These methods had become more and more superficial, for the artist's repertory of methods had remained unchanged, except for the theory of perspective, since the days of ancient Egypt. The innovation occurred at the beginning of the twentieth century: it was probably Kandinsky who gave the immediate impulse towards an entirely fresh conception of art. As early as 1912... Kandinsky in his book Ueber das Geistige in der Kunst indicated the possibility of a new direction which would lead to the substitution of a mathematical approach for improvisations of the artist's imagination... It is objected that art has nothing to do with mathematics; that mathematics, beside being by its very nature as dry as dust and as unemotional, is a branch of speculative thought and as such in direct antithesis to those emotive values inherent in aesthetics... yet art plainly calls for both feeling and reasoning."

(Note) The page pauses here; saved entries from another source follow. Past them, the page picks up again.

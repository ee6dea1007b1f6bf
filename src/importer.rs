use std::collections::HashMap;
use std::fs::File;
use std::io::Read;
use std::path::PathBuf;

use anyhow::Context;
use chrono::NaiveDate;
use rust_decimal::Decimal;

use crate::expense::{describe_expenses, Expense};

/// Columns every source row must carry. A header missing any of these means
/// the publisher changed the schema, and the whole year is rejected rather
/// than guessed at.
pub const EXPECTED_FIELDS: [&str; 24] = [
    "Parliamentary ID",
    "Year",
    "Date",
    "Claim Number",
    "Name",
    "Constituency",
    "Category",
    "Cost Type",
    "Short Description",
    "Details",
    "Journey Type",
    "From",
    "To",
    "Travel",
    "Nights",
    "Mileage",
    "Amount Claimed",
    "Amount Paid",
    "Amount Not Paid",
    "Amount Repaid",
    "Status",
    "Reason If Not Paid",
    "Supply Month",
    "Supply Period",
];

#[derive(Debug, thiserror::Error)]
pub enum ImportError {
    #[error("source data is missing expected column '{column}'")]
    MissingColumn { column: String },
    #[error("line {line}: missing value for required field '{field}'")]
    MissingValue { line: usize, field: String },
    #[error("line {line}: invalid value '{value}' for field '{field}'")]
    InvalidValue {
        line: usize,
        field: String,
        value: String,
    },
    #[error("no valid date format found for '{0}'")]
    BadDate(String),
    #[error(transparent)]
    Csv(#[from] csv::Error),
    #[error(transparent)]
    Io(#[from] std::io::Error),
}

/// Parse a source date. The publisher has used both ISO and UK day-first
/// forms across years.
pub fn parse_date(raw: &str) -> Result<NaiveDate, ImportError> {
    for format in ["%Y-%m-%d", "%d/%m/%Y"] {
        if let Ok(date) = NaiveDate::parse_from_str(raw, format) {
            return Ok(date);
        }
    }
    Err(ImportError::BadDate(raw.to_string()))
}

/// Coerce an optional decimal-like field. Missing, non-numeric and
/// non-positive values all become absent; they are never an error.
pub fn positive_decimal_or_none(raw: Option<&str>) -> Option<Decimal> {
    let parsed: Decimal = raw?.trim().parse().ok()?;
    (parsed > Decimal::ZERO).then_some(parsed)
}

/// Read a year's worth of expense rows from CSV.
///
/// Fails fast on schema drift (missing column) or a hole in a required
/// field; tolerant fields (mileage, nights, free text) coerce to absent.
pub fn read_expenses<R: Read>(reader: R) -> Result<Vec<Expense>, ImportError> {
    let mut reader = csv::Reader::from_reader(reader);

    let headers = reader.headers()?.clone();
    for column in EXPECTED_FIELDS {
        if !headers.iter().any(|header| header == column) {
            return Err(ImportError::MissingColumn {
                column: column.to_string(),
            });
        }
    }
    let index: HashMap<&str, usize> = headers
        .iter()
        .enumerate()
        .map(|(position, header)| (header, position))
        .collect();

    let mut expenses = Vec::new();
    for (row, record) in reader.records().enumerate() {
        let record = record?;
        // +2: one for the header row, one for zero-based counting.
        let line = row + 2;

        let member_id_raw = required(&index, &record, line, "Parliamentary ID")?;
        let member_id = member_id_raw
            .parse()
            .map_err(|_| ImportError::InvalidValue {
                line,
                field: "Parliamentary ID".to_string(),
                value: member_id_raw.to_string(),
            })?;

        expenses.push(Expense {
            member_id,
            year_code: required(&index, &record, line, "Year")?.to_string(),
            claim_number: required(&index, &record, line, "Claim Number")?.to_string(),
            date: parse_date(required(&index, &record, line, "Date")?)?,
            category: required(&index, &record, line, "Category")?.to_string(),
            expense_type: required(&index, &record, line, "Cost Type")?.to_uppercase(),
            amount_claimed: required_decimal(&index, &record, line, "Amount Claimed")?,
            amount_paid: required_decimal(&index, &record, line, "Amount Paid")?,
            status: required(&index, &record, line, "Status")?.to_string(),
            short_desc: field(&index, &record, "Short Description").map(str::to_string),
            details: field(&index, &record, "Details").map(str::to_string),
            travel_from: field(&index, &record, "From").map(str::to_string),
            travel_to: field(&index, &record, "To").map(str::to_string),
            travel_type: field(&index, &record, "Travel").map(str::to_string),
            mileage: positive_decimal_or_none(field(&index, &record, "Mileage")),
            nights: positive_decimal_or_none(field(&index, &record, "Nights")),
        });
    }

    Ok(expenses)
}

fn field<'r>(
    index: &HashMap<&str, usize>,
    record: &'r csv::StringRecord,
    name: &str,
) -> Option<&'r str> {
    index
        .get(name)
        .and_then(|&position| record.get(position))
        .map(str::trim)
        .filter(|value| !value.is_empty())
}

fn required<'r>(
    index: &HashMap<&str, usize>,
    record: &'r csv::StringRecord,
    line: usize,
    name: &str,
) -> Result<&'r str, ImportError> {
    field(index, record, name).ok_or_else(|| ImportError::MissingValue {
        line,
        field: name.to_string(),
    })
}

fn required_decimal(
    index: &HashMap<&str, usize>,
    record: &csv::StringRecord,
    line: usize,
    name: &str,
) -> Result<Decimal, ImportError> {
    let raw = required(index, record, line, name)?;
    raw.parse().map_err(|_| ImportError::InvalidValue {
        line,
        field: name.to_string(),
        value: raw.to_string(),
    })
}

/// Where a run's expense rows come from. The production fetcher (HTTP with
/// retry and caching) is one implementor; tests and local runs use
/// [`CsvDirSource`].
pub trait ExpenseSource {
    /// Load all rows published under one spreadsheet year code.
    fn load_year(&self, year_code: &str) -> anyhow::Result<Vec<Expense>>;
}

/// Reads `<dir>/<year_code>.csv`, the layout the fetcher's local cache uses.
pub struct CsvDirSource {
    dir: PathBuf,
}

impl CsvDirSource {
    pub fn new(dir: impl Into<PathBuf>) -> Self {
        CsvDirSource { dir: dir.into() }
    }

    fn year_path(&self, year_code: &str) -> PathBuf {
        self.dir.join(format!("{year_code}.csv"))
    }
}

impl ExpenseSource for CsvDirSource {
    fn load_year(&self, year_code: &str) -> anyhow::Result<Vec<Expense>> {
        let path = self.year_path(year_code);
        if !path.exists() {
            // Year codes run ahead of publication, so a missing file is
            // expected for the newest codes.
            log::warn!("no data file at {}, treating year as empty", path.display());
            return Ok(Vec::new());
        }
        let file = File::open(&path)
            .with_context(|| format!("opening {}", path.display()))?;
        let expenses = read_expenses(file)
            .with_context(|| format!("reading expenses for year {year_code}"))?;
        Ok(expenses)
    }
}

/// Load several years and combine them. Every year must load cleanly before
/// filtering starts; one bad year fails the batch.
pub fn load_years(
    source: &dyn ExpenseSource,
    year_codes: &[String],
) -> anyhow::Result<Vec<Expense>> {
    let mut all = Vec::new();
    for year_code in year_codes {
        let expenses = source.load_year(year_code)?;
        log::info!("year {year_code}: {}", describe_expenses(&expenses));
        all.extend(expenses);
    }
    Ok(all)
}

/// Spreadsheet year code for the financial year starting in `start_year`,
/// e.g. 2022 -> "22_23".
pub fn year_code(start_year: i32) -> String {
    format!(
        "{:02}_{:02}",
        start_year.rem_euclid(100),
        (start_year + 1).rem_euclid(100)
    )
}

/// Year codes from `from_year` through `to_year` inclusive.
pub fn year_codes_range(from_year: i32, to_year: i32) -> Vec<String> {
    (from_year..=to_year).map(year_code).collect()
}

We must not forget that Max Bill was first and foremost a sculptor who believed that geometry, which expresses the relations between positions in the plane and in the space, is the primary method of cognition, and can therefore enable us to apprehend our physical surroundings, so, too, some of
its basic elements will furnish us with laws to appraise the interactions of
separate objects, or group of objects, one to another. And again, since it is mathematics that lends significance to these relationships, it is only a natural step from having perceived them to desiring to portray them. Visualised presentations of that kind have been known since antiquity, and they undoubtedly provoke an aesthetic reaction in the beholder.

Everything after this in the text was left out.